(Beginning of Given data)

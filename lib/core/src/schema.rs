//! Attribute schema definitions
//!
//! Declares which numeric attributes describe a catalog item, in which
//! direction each one improves, and how it is labelled in preference
//! requests, analysis text and wire output.

use crate::{Error, Result};
use ahash::AHashSet;
use serde::{Deserialize, Serialize};

/// Direction in which an attribute improves
#[derive(Debug, Clone, Copy, Serialize, Deserialize, PartialEq, Eq, Default)]
#[serde(rename_all = "snake_case")]
pub enum Polarity {
    /// Larger raw values are better (performance, capacity, recency)
    #[default]
    HigherIsBetter,
    /// Smaller raw values are better (cost)
    LowerIsBetter,
}

/// How a raw attribute value is rendered for display
#[derive(Debug, Clone, Serialize, Deserialize, PartialEq, Eq)]
#[serde(tag = "kind", rename_all = "lowercase")]
pub enum ValueFormat {
    /// Dollar amount with thousands separators, no decimals: `$1,599`
    Currency,
    /// Integer with thousands separators and an optional unit: `38,929 points`
    Grouped {
        #[serde(default, skip_serializing_if = "Option::is_none")]
        unit: Option<String>,
    },
    /// Integer as-is with an optional unit: `24 GB`, `2022`
    Plain {
        #[serde(default, skip_serializing_if = "Option::is_none")]
        unit: Option<String>,
    },
}

impl Default for ValueFormat {
    fn default() -> Self {
        ValueFormat::Plain { unit: None }
    }
}

/// One descriptive band used when explaining an individual item
///
/// A tier without a bound always matches and acts as the fallback.
/// A strict tier excludes the bound itself.
#[derive(Debug, Clone, Serialize, Deserialize, PartialEq)]
pub struct Tier {
    #[serde(default, skip_serializing_if = "Option::is_none")]
    pub bound: Option<f64>,
    #[serde(default, skip_serializing_if = "std::ops::Not::not")]
    pub strict: bool,
    pub phrase: String,
}

impl Tier {
    /// Tier that includes its bound
    pub fn new(bound: f64, phrase: &str) -> Self {
        Self { bound: Some(bound), strict: false, phrase: phrase.to_string() }
    }

    /// Tier that excludes its bound
    pub fn strict(bound: f64, phrase: &str) -> Self {
        Self { strict: true, ..Self::new(bound, phrase) }
    }

    pub fn otherwise(phrase: &str) -> Self {
        Self { bound: None, strict: false, phrase: phrase.to_string() }
    }

    fn matches(&self, value: f64, polarity: Polarity) -> bool {
        let Some(bound) = self.bound else {
            return true;
        };
        match (polarity, self.strict) {
            (Polarity::LowerIsBetter, true) => value < bound,
            (Polarity::LowerIsBetter, false) => value <= bound,
            (Polarity::HigherIsBetter, true) => value > bound,
            (Polarity::HigherIsBetter, false) => value >= bound,
        }
    }
}

/// Configuration for a single ranked attribute
#[derive(Debug, Clone, Serialize, Deserialize, PartialEq)]
pub struct AttributeSpec {
    /// Column name in catalog documents (e.g. `price`)
    pub name: String,

    /// Key used for this attribute's importance score in requests (e.g. `budget`)
    pub preference: String,

    /// Label used when this attribute is the primary consideration
    pub label: String,

    #[serde(default)]
    pub polarity: Polarity,

    /// Phrase cited when the attribute's weight dominates
    pub emphasis: String,

    #[serde(default)]
    pub format: ValueFormat,

    /// Explanation bands, checked in order
    #[serde(default, skip_serializing_if = "Vec::is_empty")]
    pub tiers: Vec<Tier>,
}

impl AttributeSpec {
    /// Create an attribute where larger values are better
    pub fn higher_is_better(name: &str, preference: &str, label: &str, emphasis: &str) -> Self {
        Self {
            name: name.to_string(),
            preference: preference.to_string(),
            label: label.to_string(),
            polarity: Polarity::HigherIsBetter,
            emphasis: emphasis.to_string(),
            format: ValueFormat::default(),
            tiers: Vec::new(),
        }
    }

    /// Create an attribute where smaller values are better
    pub fn lower_is_better(name: &str, preference: &str, label: &str, emphasis: &str) -> Self {
        Self {
            polarity: Polarity::LowerIsBetter,
            ..Self::higher_is_better(name, preference, label, emphasis)
        }
    }

    pub fn with_format(mut self, format: ValueFormat) -> Self {
        self.format = format;
        self
    }

    pub fn with_tiers(mut self, tiers: Vec<Tier>) -> Self {
        self.tiers = tiers;
        self
    }

    /// First tier the raw value falls into
    ///
    /// Lower-is-better attributes match values below the bound, the others
    /// values above it. Inclusive tiers also match the bound itself.
    pub fn tier_for(&self, value: f64) -> Option<&Tier> {
        self.tiers.iter().find(|tier| tier.matches(value, self.polarity))
    }
}

/// Ordered list of attributes shared by every candidate in a catalog
#[derive(Debug, Clone, Serialize, Deserialize, PartialEq)]
#[serde(transparent)]
pub struct AttributeSchema {
    attributes: Vec<AttributeSpec>,
}

impl AttributeSchema {
    /// Create a schema, checking it is non-empty with unique names and preference keys
    pub fn new(attributes: Vec<AttributeSpec>) -> Result<Self> {
        let schema = Self { attributes };
        schema.validate()?;
        Ok(schema)
    }

    /// Re-check invariants, used after deserializing
    pub fn validate(&self) -> Result<()> {
        if self.attributes.is_empty() {
            return Err(Error::InvalidCatalog("schema has no attributes".to_string()));
        }

        let mut names = AHashSet::new();
        let mut keys = AHashSet::new();
        for spec in &self.attributes {
            if !names.insert(spec.name.as_str()) {
                return Err(Error::InvalidCatalog(format!(
                    "duplicate attribute '{}'",
                    spec.name
                )));
            }
            if !keys.insert(spec.preference.as_str()) {
                return Err(Error::InvalidCatalog(format!(
                    "duplicate preference key '{}'",
                    spec.preference
                )));
            }
        }
        Ok(())
    }

    /// The GPU schema: price, benchmark, VRAM and release year
    pub fn gpu() -> Self {
        Self {
            attributes: vec![
                AttributeSpec::lower_is_better("price", "budget", "budget", "prioritizing value for money")
                    .with_format(ValueFormat::Currency)
                    .with_tiers(vec![
                        Tier::strict(500.0, "excellent value under $500"),
                        Tier::strict(800.0, "solid mid-range pricing"),
                        Tier::otherwise("premium but justified by capabilities"),
                    ]),
                AttributeSpec::higher_is_better("benchmark", "performance", "performance", "focusing on raw performance")
                    .with_format(ValueFormat::Grouped { unit: Some("points".to_string()) })
                    .with_tiers(vec![
                        Tier::strict(30000.0, "top-tier performance for demanding workloads"),
                        Tier::strict(20000.0, "strong performance for most use cases"),
                        Tier::otherwise("adequate performance for mainstream tasks"),
                    ]),
                AttributeSpec::higher_is_better("vram", "vram", "VRAM", "emphasizing memory capacity")
                    .with_format(ValueFormat::Plain { unit: Some("GB".to_string()) })
                    .with_tiers(vec![
                        Tier::new(16.0, "generous VRAM for AI/ML and high-res gaming"),
                        Tier::new(12.0, "sufficient VRAM for most applications"),
                        Tier::otherwise("standard VRAM allocation"),
                    ]),
                AttributeSpec::higher_is_better("year", "recency", "recency", "preferring newer architectures")
                    .with_tiers(vec![
                        Tier::new(2024.0, "latest architecture with newest features"),
                        Tier::new(2023.0, "recent release with current-gen technology"),
                        Tier::otherwise("proven architecture with driver maturity"),
                    ]),
            ],
        }
    }

    pub fn len(&self) -> usize {
        self.attributes.len()
    }

    pub fn is_empty(&self) -> bool {
        self.attributes.is_empty()
    }

    pub fn attributes(&self) -> &[AttributeSpec] {
        &self.attributes
    }

    pub fn get(&self, index: usize) -> Option<&AttributeSpec> {
        self.attributes.get(index)
    }

    /// Position of an attribute by column name
    pub fn position(&self, name: &str) -> Option<usize> {
        self.attributes.iter().position(|a| a.name == name)
    }

    /// Position of an attribute by preference key
    pub fn position_of_preference(&self, key: &str) -> Option<usize> {
        self.attributes.iter().position(|a| a.preference == key)
    }
}

impl Default for AttributeSchema {
    fn default() -> Self {
        Self::gpu()
    }
}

(End of Given data)

*What is needed:* Output only an exact transcription of the lines above from the one with "(Polarity::HigherIsBetter, false) =>" up to and including the one with "pub fn with_format(mut".

*The completed task:*
            (Polarity::HigherIsBetter, false) => value >= bound,
        }
    }
}

/// Configuration for a single ranked attribute
#[derive(Debug, Clone, Serialize, Deserialize, PartialEq)]
pub struct AttributeSpec {
    /// Column name in catalog documents (e.g. `price`)
    pub name: String,

    /// Key used for this attribute's importance score in requests (e.g. `budget`)
    pub preference: String,

    /// Label used when this attribute is the primary consideration
    pub label: String,

    #[serde(default)]
    pub polarity: Polarity,

    /// Phrase cited when the attribute's weight dominates
    pub emphasis: String,

    #[serde(default)]
    pub format: ValueFormat,

    /// Explanation bands, checked in order
    #[serde(default, skip_serializing_if = "Vec::is_empty")]
    pub tiers: Vec<Tier>,
}

impl AttributeSpec {
    /// Create an attribute where larger values are better
    pub fn higher_is_better(name: &str, preference: &str, label: &str, emphasis: &str) -> Self {
        Self {
            name: name.to_string(),
            preference: preference.to_string(),
            label: label.to_string(),
            polarity: Polarity::HigherIsBetter,
            emphasis: emphasis.to_string(),
            format: ValueFormat::default(),
            tiers: Vec::new(),
        }
    }

    /// Create an attribute where smaller values are better
    pub fn lower_is_better(name: &str, preference: &str, label: &str, emphasis: &str) -> Self {
        Self {
            polarity: Polarity::LowerIsBetter,
            ..Self::higher_is_better(name, preference, label, emphasis)
        }
    }

    pub fn with_format(mut self, format: ValueFormat) -> Self {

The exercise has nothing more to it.